//! Sender reference counting.
//!
//! Several sender endpoints may share one channel (fan-in). The channel must
//! be closed exactly once, after the last of them has finished. Every
//! channel carries one [`SenderCount`]; every handle of the channel sees the
//! same counter, so senders bound by different networks are counted
//! together.

use std::sync::Arc;
use std::sync::atomic::{AtomicUsize, Ordering};

/// Number of sender endpoints currently attached to a channel.
#[derive(Debug, Clone, Default)]
pub struct SenderCount(Arc<AtomicUsize>);

impl SenderCount {
  pub fn new() -> Self {
    Self::default()
  }

  /// Register one more sender. Returns the new count.
  pub fn acquire(&self) -> usize {
    self.0.fetch_add(1, Ordering::AcqRel) + 1
  }

  /// Unregister a sender. Returns `true` when the caller may close the
  /// channel, i.e. the count reached zero.
  ///
  /// Releasing at zero is tolerated and also returns `true`: a sender may
  /// try to close a channel it never acquired.
  pub fn release(&self) -> bool {
    match self
      .0
      .fetch_update(Ordering::AcqRel, Ordering::Acquire, |count| {
        count.checked_sub(1)
      }) {
      Ok(previous) => previous == 1,
      Err(_) => true,
    }
  }

  /// Current number of attached senders.
  pub fn get(&self) -> usize {
    self.0.load(Ordering::Acquire)
  }
}

#[cfg(test)]
mod tests {
  use super::*;

  #[test]
  fn test_release_reports_last_sender() {
    let count = SenderCount::new();
    assert_eq!(count.acquire(), 1);
    assert_eq!(count.acquire(), 2);

    assert!(!count.release());
    assert_eq!(count.get(), 1);
    assert!(count.release());
    assert_eq!(count.get(), 0);
  }

  #[test]
  fn test_release_at_zero_is_tolerated() {
    let count = SenderCount::new();
    assert!(count.release());
    assert_eq!(count.get(), 0);
  }

  #[test]
  fn test_clones_share_the_counter() {
    let count = SenderCount::new();
    let other = count.clone();
    count.acquire();
    other.acquire();
    assert_eq!(count.get(), 2);
  }

  #[test]
  fn test_concurrent_release_closes_once() {
    let count = SenderCount::new();
    for _ in 0..8 {
      count.acquire();
    }

    let handles: Vec<_> = (0..8)
      .map(|_| {
        let count = count.clone();
        std::thread::spawn(move || count.release())
      })
      .collect();

    let closers = handles
      .into_iter()
      .map(|h| h.join().unwrap())
      .filter(|closed| *closed)
      .count();
    assert_eq!(closers, 1);
  }
}
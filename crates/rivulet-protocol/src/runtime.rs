//! Protocol runtime.
//!
//! A [`Runtime`] owns the graph currently being built by a client and, once
//! started, the completion handle of the running network. Commands are
//! dispatched through a handler table keyed by `protocol.command`.

use std::collections::HashMap;
use std::sync::Arc;

use rivulet_graph::{Factory, Network, NetworkConfig, Wait};
use serde::de::DeserializeOwned;
use serde_json::{Value, json};
use tracing::{debug, info};

use crate::error::ProtocolError;
use crate::message::Message;
use crate::payload::{
  AddEdge, AddInitial, AddNode, Clear, ExposePort, RemoveInitial, RuntimeInfo,
};

type Handler = fn(&mut Runtime, &str, Value) -> Result<Vec<Message>, ProtocolError>;

const CAPABILITIES: [&str; 4] = [
  "protocol:runtime",
  "protocol:graph",
  "protocol:component",
  "protocol:network",
];

pub struct Runtime {
  factory: Arc<Factory>,
  config: NetworkConfig,
  graph_id: Option<String>,
  graph: Network,
  running: Option<Wait>,
  handlers: HashMap<&'static str, Handler>,
}

impl Runtime {
  pub fn new(factory: Arc<Factory>, config: NetworkConfig) -> Self {
    let mut handlers: HashMap<&'static str, Handler> = HashMap::new();
    handlers.insert("runtime.getruntime", Runtime::get_runtime);
    handlers.insert("component.list", Runtime::list_components);
    handlers.insert("graph.clear", Runtime::clear);
    handlers.insert("graph.addnode", Runtime::add_node);
    handlers.insert("graph.addedge", Runtime::add_edge);
    handlers.insert("graph.addinitial", Runtime::add_initial);
    handlers.insert("graph.removeinitial", Runtime::remove_initial);
    handlers.insert("graph.addinport", Runtime::add_inport);
    handlers.insert("graph.addoutport", Runtime::add_outport);
    handlers.insert("network.start", Runtime::start);
    handlers.insert("network.getstatus", Runtime::status);

    Self {
      graph: Network::new(config.clone()),
      factory,
      config,
      graph_id: None,
      running: None,
      handlers,
    }
  }

  /// Identity descriptor of this runtime.
  pub fn info() -> RuntimeInfo {
    RuntimeInfo {
      kind: "rivulet".to_string(),
      version: env!("CARGO_PKG_VERSION").to_string(),
      capabilities: CAPABILITIES.iter().map(|c| c.to_string()).collect(),
    }
  }

  /// Handle one message, returning the replies to send back.
  ///
  /// `network.start` spawns onto the current tokio runtime.
  pub fn handle(&mut self, msg: Message) -> Result<Vec<Message>, ProtocolError> {
    let key = msg.key();
    let handler = *self
      .handlers
      .get(key.as_str())
      .ok_or_else(|| ProtocolError::UnknownCommand { key: key.clone() })?;

    debug!(command = %key, "protocol_command");
    handler(self, &msg.command, msg.payload)
  }

  /// Completion handle of the most recently started network.
  pub fn wait(&self) -> Result<Wait, ProtocolError> {
    self.running.clone().ok_or(ProtocolError::NotRunning)
  }

  /// The graph currently being built.
  pub fn graph(&self) -> &Network {
    &self.graph
  }

  fn get_runtime(&mut self, _: &str, _: Value) -> Result<Vec<Message>, ProtocolError> {
    let info = serde_json::to_value(Runtime::info()).map_err(|source| {
      ProtocolError::InvalidPayload {
        command: "getruntime".to_string(),
        source,
      }
    })?;
    Ok(vec![Message::new("runtime", "runtime", info)])
  }

  fn list_components(&mut self, _: &str, _: Value) -> Result<Vec<Message>, ProtocolError> {
    let types = self.factory.list();
    let count = types.len();

    let mut replies: Vec<Message> = types
      .into_iter()
      .map(|t| {
        let annotation = t.annotation.unwrap_or_default();
        Message::new(
          "component",
          "component",
          json!({
            "name": t.name,
            "description": annotation.description,
            "icon": annotation.icon,
          }),
        )
      })
      .collect();
    replies.push(Message::new("component", "componentsready", json!(count)));
    Ok(replies)
  }

  fn clear(&mut self, command: &str, payload: Value) -> Result<Vec<Message>, ProtocolError> {
    let clear: Clear = parse(command, &payload)?;
    debug!(graph = %clear.id, "graph_cleared");
    self.graph = Network::new(self.config.clone());
    self.graph_id = Some(clear.id);
    Ok(vec![echo(command, payload)])
  }

  fn add_node(&mut self, command: &str, payload: Value) -> Result<Vec<Message>, ProtocolError> {
    let node: AddNode = parse(command, &payload)?;
    self.graph.add_new(&node.id, &node.component, &self.factory)?;
    Ok(vec![echo(command, payload)])
  }

  fn add_edge(&mut self, command: &str, payload: Value) -> Result<Vec<Message>, ProtocolError> {
    let edge: AddEdge = parse(command, &payload)?;
    match edge.metadata.and_then(|m| m.buffer) {
      Some(buffer) => self.graph.connect_buf(
        &edge.src.node,
        &edge.src.port,
        &edge.tgt.node,
        &edge.tgt.port,
        buffer,
      )?,
      None => self.graph.connect(
        &edge.src.node,
        &edge.src.port,
        &edge.tgt.node,
        &edge.tgt.port,
      )?,
    }
    Ok(vec![echo(command, payload)])
  }

  fn add_initial(&mut self, command: &str, payload: Value) -> Result<Vec<Message>, ProtocolError> {
    let initial: AddInitial = parse(command, &payload)?;
    self
      .graph
      .add_iip(&initial.tgt.node, &initial.tgt.port, initial.src.data)?;
    Ok(vec![echo(command, payload)])
  }

  fn remove_initial(
    &mut self,
    command: &str,
    payload: Value,
  ) -> Result<Vec<Message>, ProtocolError> {
    let initial: RemoveInitial = parse(command, &payload)?;
    self
      .graph
      .remove_iip(&initial.tgt.node, &initial.tgt.port)?;
    Ok(vec![echo(command, payload)])
  }

  fn add_inport(&mut self, command: &str, payload: Value) -> Result<Vec<Message>, ProtocolError> {
    let port: ExposePort = parse(command, &payload)?;
    self.graph.map_in_port(&port.public, &port.node, &port.port)?;
    Ok(vec![echo(command, payload)])
  }

  fn add_outport(&mut self, command: &str, payload: Value) -> Result<Vec<Message>, ProtocolError> {
    let port: ExposePort = parse(command, &payload)?;
    self
      .graph
      .map_out_port(&port.public, &port.node, &port.port)?;
    Ok(vec![echo(command, payload)])
  }

  fn start(&mut self, _: &str, _: Value) -> Result<Vec<Message>, ProtocolError> {
    let graph = std::mem::replace(&mut self.graph, Network::new(self.config.clone()));
    info!(graph = ?self.graph_id, processes = graph.len(), "network_start_requested");
    self.running = Some(graph.run());
    Ok(vec![Message::new(
      "network",
      "started",
      json!({ "graph": self.graph_id }),
    )])
  }

  fn status(&mut self, _: &str, _: Value) -> Result<Vec<Message>, ProtocolError> {
    let started = self.running.is_some();
    let running = self.running.as_ref().is_some_and(|wait| !wait.is_done());
    Ok(vec![Message::new(
      "network",
      "status",
      json!({
        "graph": self.graph_id,
        "started": started,
        "running": running,
      }),
    )])
  }
}

fn parse<T: DeserializeOwned>(command: &str, payload: &Value) -> Result<T, ProtocolError> {
  T::deserialize(payload).map_err(|source| ProtocolError::InvalidPayload {
    command: command.to_string(),
    source,
  })
}

fn echo(command: &str, payload: Value) -> Message {
  Message::new("graph", command, payload)
}
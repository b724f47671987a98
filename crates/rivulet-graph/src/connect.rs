//! Connection engine.
//!
//! Connecting two endpoints picks a channel for them: the receiver's if it
//! already has one (fan-in), else the sender's, else a new one. Every sender
//! newly bound to a channel is counted, so the channel closes only after the
//! last of its senders is done.

use rivulet_port::{Address, AnyChannel, Channel, Direction, ElementType};
use tracing::debug;

use crate::error::GraphError;
use crate::network::{Network, port_not_found};

/// A recorded link between two addresses.
#[derive(Debug, Clone)]
pub struct Connection {
  sender: Address,
  receiver: Address,
  channel: AnyChannel,
  buffer_size: usize,
}

impl Connection {
  pub fn sender(&self) -> &Address {
    &self.sender
  }

  pub fn receiver(&self) -> &Address {
    &self.receiver
  }

  pub fn channel(&self) -> &AnyChannel {
    &self.channel
  }

  pub fn buffer_size(&self) -> usize {
    self.buffer_size
  }
}

/// Snapshot of a validated endpoint.
pub(crate) struct Endpoint {
  pub(crate) element: ElementType,
  pub(crate) channel: Option<AnyChannel>,
}

impl Network {
  /// Connect `sender_process.sender_port` to `receiver_process.receiver_port`
  /// using the network's default buffer size.
  pub fn connect(
    &mut self,
    sender_process: &str,
    sender_port: &str,
    receiver_process: &str,
    receiver_port: &str,
  ) -> Result<(), GraphError> {
    let buffer_size = self.config.buffer_size;
    self.connect_buf(
      sender_process,
      sender_port,
      receiver_process,
      receiver_port,
      buffer_size,
    )
  }

  /// Connect two endpoints, creating a channel of `buffer_size` if neither
  /// side is bound yet.
  pub fn connect_buf(
    &mut self,
    sender_process: &str,
    sender_port: &str,
    receiver_process: &str,
    receiver_port: &str,
    buffer_size: usize,
  ) -> Result<(), GraphError> {
    let sender = Address::parse(sender_process, sender_port);
    let receiver = Address::parse(receiver_process, receiver_port);

    let send_side = self.inspect(&sender, Direction::Send)?;
    let recv_side = self.inspect(&receiver, Direction::Receive)?;

    if send_side.element != recv_side.element {
      return Err(GraphError::InvalidPort {
        address: receiver.to_string(),
        reason: format!(
          "element type mismatch: {} sends {}, {} receives {}",
          sender, send_side.element, receiver, recv_side.element
        ),
      });
    }

    let bind_sender = send_side.channel.is_none();
    let bind_receiver = recv_side.channel.is_none();
    let channel = match (send_side.channel, recv_side.channel) {
      (Some(s), Some(r)) if s.id() != r.id() => {
        return Err(GraphError::PortsAlreadyInUse {
          sender: sender.to_string(),
          receiver: receiver.to_string(),
        });
      }
      (_, Some(r)) => r,
      (Some(s), None) => s,
      (None, None) => self
        .resolve_port(&sender, Direction::Send)?
        .make_channel(buffer_size),
    };

    if bind_sender {
      self.bind(&sender, Direction::Send, &channel)?;
    }
    if bind_receiver {
      self.bind(&receiver, Direction::Receive, &channel)?;
    }

    debug!(
      sender = %sender,
      receiver = %receiver,
      channel = %channel.id(),
      buffer_size = channel.capacity(),
      "connected"
    );
    self.connections.push(Connection {
      sender,
      receiver,
      channel,
      buffer_size,
    });
    Ok(())
  }

  /// Bind an externally owned channel to the exposed inport `name`.
  pub fn set_in_port<T: Send + 'static>(
    &mut self,
    name: &str,
    channel: &Channel<T>,
  ) -> Result<(), GraphError> {
    let target = self
      .in_ports
      .get(name)
      .cloned()
      .ok_or_else(|| port_not_found(&Address::external(name)))?;
    self.attach(Address::external(name), target, Direction::Receive, channel.erase())
  }

  /// Bind an externally owned channel to the exposed outport `name`. The
  /// channel closes once the internal sender and any other counted senders
  /// are done.
  pub fn set_out_port<T: Send + 'static>(
    &mut self,
    name: &str,
    channel: &Channel<T>,
  ) -> Result<(), GraphError> {
    let target = self
      .out_ports
      .get(name)
      .cloned()
      .ok_or_else(|| port_not_found(&Address::external(name)))?;
    self.attach(Address::external(name), target, Direction::Send, channel.erase())
  }

  fn attach(
    &mut self,
    external: Address,
    target: Address,
    direction: Direction,
    channel: AnyChannel,
  ) -> Result<(), GraphError> {
    let endpoint = self.inspect(&target, direction)?;
    if endpoint.element != channel.element_type() {
      return Err(GraphError::InvalidPort {
        address: target.to_string(),
        reason: format!(
          "element type mismatch: port carries {}, channel carries {}",
          endpoint.element,
          channel.element_type()
        ),
      });
    }

    let (sender, receiver) = match direction {
      Direction::Send => (target, external),
      _ => (external, target),
    };

    match endpoint.channel {
      Some(bound) if bound.id() == channel.id() => {}
      Some(_) => {
        return Err(GraphError::PortsAlreadyInUse {
          sender: sender.to_string(),
          receiver: receiver.to_string(),
        });
      }
      None => {
        let internal = if direction == Direction::Send {
          &sender
        } else {
          &receiver
        };
        self.bind(internal, direction, &channel)?;
      }
    }

    debug!(
      sender = %sender,
      receiver = %receiver,
      channel = %channel.id(),
      "external_channel_attached"
    );
    let buffer_size = channel.capacity();
    self.connections.push(Connection {
      sender,
      receiver,
      channel,
      buffer_size,
    });
    Ok(())
  }

  /// Resolve and validate the endpoint at `address` for use in `direction`.
  pub(crate) fn inspect(
    &mut self,
    address: &Address,
    direction: Direction,
  ) -> Result<Endpoint, GraphError> {
    let port = self.resolve_port(address, direction)?;

    if !port.direction().permits(direction) {
      return Err(GraphError::InvalidPort {
        address: address.to_string(),
        reason: format!("port is {}, expected {}", port.direction(), direction),
      });
    }
    if !port.is_bindable() {
      return Err(GraphError::InvalidPort {
        address: address.to_string(),
        reason: "port is closed".to_string(),
      });
    }

    Ok(Endpoint {
      element: port.element_type(),
      channel: port.channel(),
    })
  }

  /// Bind `channel` to the endpoint at `address`. A newly bound sender is
  /// counted against the channel.
  fn bind(
    &mut self,
    address: &Address,
    direction: Direction,
    channel: &AnyChannel,
  ) -> Result<(), GraphError> {
    self
      .resolve_port(address, direction)?
      .bind(channel)
      .map_err(|err| GraphError::InvalidPort {
        address: address.to_string(),
        reason: err.to_string(),
      })?;

    if direction == Direction::Send {
      let senders = self.sender_refs.inc(channel);
      debug!(address = %address, channel = %channel.id(), senders, "sender_bound");
    }
    Ok(())
  }
}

- - -

Print, please, the lines above from the very first through the one that holds "assert_eq!(count.acquire(), 1);", both included, word for word and with nothing else.

//! Sender reference counting.
//!
//! Several sender endpoints may share one channel (fan-in). The channel must
//! be closed exactly once, after the last of them has finished. Every
//! channel carries one [`SenderCount`]; every handle of the channel sees the
//! same counter, so senders bound by different networks are counted
//! together.

use std::sync::Arc;
use std::sync::atomic::{AtomicUsize, Ordering};

/// Number of sender endpoints currently attached to a channel.
#[derive(Debug, Clone, Default)]
pub struct SenderCount(Arc<AtomicUsize>);

impl SenderCount {
  pub fn new() -> Self {
    Self::default()
  }

  /// Register one more sender. Returns the new count.
  pub fn acquire(&self) -> usize {
    self.0.fetch_add(1, Ordering::AcqRel) + 1
  }

  /// Unregister a sender. Returns `true` when the caller may close the
  /// channel, i.e. the count reached zero.
  ///
  /// Releasing at zero is tolerated and also returns `true`: a sender may
  /// try to close a channel it never acquired.
  pub fn release(&self) -> bool {
    match self
      .0
      .fetch_update(Ordering::AcqRel, Ordering::Acquire, |count| {
        count.checked_sub(1)
      }) {
      Ok(previous) => previous == 1,
      Err(_) => true,
    }
  }

  /// Current number of attached senders.
  pub fn get(&self) -> usize {
    self.0.load(Ordering::Acquire)
  }
}

#[cfg(test)]
mod tests {
  use super::*;

  #[test]
  fn test_release_reports_last_sender() {
    let count = SenderCount::new();
    assert_eq!(count.acquire(), 1);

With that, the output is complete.